The second method of deploying an application to your Weblogic server is by using a ‘good-ol’ Ant script. This method is simpler as you don’t need to bother creating plug-in JARs or installing them in your local repository. The POM file additions are:

<plugin>
    <groupId>org.apache.maven.plugins</groupId>
    <artifactId>maven-antrun-plugin</artifactId>
    <version>1.6</version>
    <executions>
        <execution>
            <id>deploy-to-server</id>
            <phase>pre-integration-test</phase>
            <configuration>
                <tasks>
                <property environment="env"/>
                <taskdef name="wldeploy" classpath="/Users/Roger/Weblogic/wls1035_dev/wlserver/server/lib/weblogic.jar"
                      classname="weblogic.ant.taskdefs.management.WLDeploy"/>
                <wldeploy action="deploy" verbose="true" source="../marin-tips-ear/target/marin-tips.ear"
                      name="marin-tips" user="weblogic" password="password"
                      adminurl="t3://localhost:7001"
                      targets="myserver"/>
            </tasks>
            </configuration>
            <goals>
                <goal>run</goal>
            </goals>
        </execution>
    </executions>
</plugin>    

I prefer the old fashioned Ant way more purely because it’s less hassle and adheres to the Keep It Simple Stupid rule of programming as, unless Oracle make their JAR files available on some repository, then extra set-up steps aren’t really an improvement.

2 comments:

Anonymous said...

Thanks for the writeup!

When you say the ant-way is "less hassle" though, it looks to me its primarily because you use that hardcoded classpath /Users/Roger/...

Much worse, imho, since it means the pom.xml only works on your machine, and needs to be modified by every other programmer working in the project -- just the kind of awkward stuff mvn was designed to avoid.

Roger Hughes said...

Thanks for the comment and a good observation.
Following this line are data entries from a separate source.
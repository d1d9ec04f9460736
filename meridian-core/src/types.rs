// ABOUTME: Cross-cutting types shared by the retrieval backends and the orchestrator
// ABOUTME: Kept deliberately small: each backend crate owns its own richer result types

use serde::{Deserialize, Serialize};

/// The backend a citation (or a fan-out result) came from.
#[derive(Debug, Clone, Copy, PartialEq, Eq, Serialize, Deserialize)]
#[serde(rename_all = "snake_case")]
pub enum CitationKind {
    Vector,
    Graph,
    Ess,
}

impl std::fmt::Display for CitationKind {
    fn fmt(&self, f: &mut std::fmt::Formatter<'_>) -> std::fmt::Result {
        let s = match self {
            Self::Vector => "vector",
            Self::Graph => "graph",
            Self::Ess => "ess",
        };
        write!(f, "{s}")
    }
}

/// A single supporting reference attached to a synthesized answer. Every
/// citation must be traceable back to a source row that belongs to the
/// caller's tenant (Testable Property 1).
#[derive(Debug, Clone, Serialize, Deserialize)]
pub struct Citation {
    pub kind: CitationKind,
    pub source: String,
    pub score: Option<f32>,
    pub id: String,
}

impl Citation {
    #[must_use]
    pub fn new(kind: CitationKind, source: impl Into<String>, id: impl Into<String>) -> Self {
        Self {
            kind,
            source: source.into(),
            score: None,
            id: id.into(),
        }
    }

    #[must_use]
    pub const fn with_score(mut self, score: f32) -> Self {
        self.score = Some(score);
        self
    }
}

/// Confidence label for a synthesized answer.
#[derive(Debug, Clone, Copy, PartialEq, Eq, Serialize, Deserialize)]
#[serde(rename_all = "snake_case")]
pub enum Confidence {
    VeryHigh,
    High,
    Medium,
    Low,
    None,
}

impl std::fmt::Display for Confidence {
    fn fmt(&self, f: &mut std::fmt::Formatter<'_>) -> std::fmt::Result {
        let s = match self {
            Self::VeryHigh => "very_high",
            Self::High => "high",
            Self::Medium => "medium",
            Self::Low => "low",
            Self::None => "none",
        };
        write!(f, "{s}")
    }
}

/// A fixed-dimension embedding vector. A thin newtype rather than a bare
/// `Vec<f32>` so the embedding-dimension invariant can be checked
/// at construction sites instead of re-validated ad hoc everywhere.
#[derive(Debug, Clone, PartialEq, Serialize, Deserialize)]
pub struct Embedding(pub Vec<f32>);

impl Embedding {
    #[must_use]
    pub fn new(values: Vec<f32>) -> Self {
        Self(values)
    }

    #[must_use]
    pub fn dim(&self) -> usize {
        self.0.len()
    }

    /// Cosine similarity against another embedding of the same dimension.
    /// Returns `0.0` for mismatched dimensions or zero-norm vectors rather
    /// than panicking; callers that need a hard dimension check use
    /// `EmbeddingDim::validate` instead.
    #[must_use]
    pub fn cosine_similarity(&self, other: &Self) -> f32 {
        if self.0.len() != other.0.len() || self.0.is_empty() {
            return 0.0;
        }
        let dot: f32 = self.0.iter().zip(other.0.iter()).map(|(a, b)| a * b).sum();
        let norm_a: f32 = self.0.iter().map(|v| v * v).sum::<f32>().sqrt();
        let norm_b: f32 = other.0.iter().map(|v| v * v).sum::<f32>().sqrt();
        if norm_a == 0.0 || norm_b == 0.0 {
            return 0.0;
        }
        dot / (norm_a * norm_b)
    }
}

/// Process-wide fixed embedding dimension. A mismatch between a document's
/// embedding and this dimension rejects the ingest rather than truncating
/// or padding the vector.
#[derive(Debug, Clone, Copy, PartialEq, Eq)]
pub struct EmbeddingDim(pub usize);

impl EmbeddingDim {
    pub const DEFAULT: Self = Self(768);

    /// # Errors
    /// Returns an error message if `embedding`'s length does not match.
    pub fn validate(self, embedding: &Embedding) -> Result<(), String> {
        if embedding.dim() != self.0 {
            return Err(format!(
                "embedding dimension mismatch: expected {}, got {}",
                self.0,
                embedding.dim()
            ));
        }
        Ok(())
    }
}

#[cfg(test)]
mod tests {
    use super::*;

    #[test]
    fn cosine_similarity_identical_vectors_is_one() {
        let a = Embedding::new(vec![1.0, 2.0, 3.0]);
        let b = Embedding::new(vec![1.0, 2.0, 3.0]);
        assert!((a.cosine_similarity(&b) - 1.0).abs() < 1e-6);
    }

    #[test]
    fn cosine_similarity_orthogonal_vectors_is_zero() {
        let a = Embedding::new(vec![1.0, 0.0]);
        let b = Embedding::new(vec![0.0, 1.0]);
        assert!(a.cosine_similarity(&b).abs() < 1e-6);
    }

    #[test]
    fn dimension_mismatch_rejected() {
        let dim = EmbeddingDim(768);
        let bad = Embedding::new(vec![0.0; 10]);
        assert!(dim.validate(&bad).is_err());
    }
}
You should remember that these are only samples and so, yes, I have hard coded the classpath, URL and other bits and pieces. In a real world project, whatever the solution chosen, I’d make use of a Maven profile, so that the hard coded values were replaced by the usual ${variable} notation, and/or ensure that all developer machines use a common configuration. The use of Ant is just personal preference (and I’m not a big fan of Ant) - if Oracle did organise some public Maven repositories, I’d use them, and the weblogic-maven-plugin in a flash.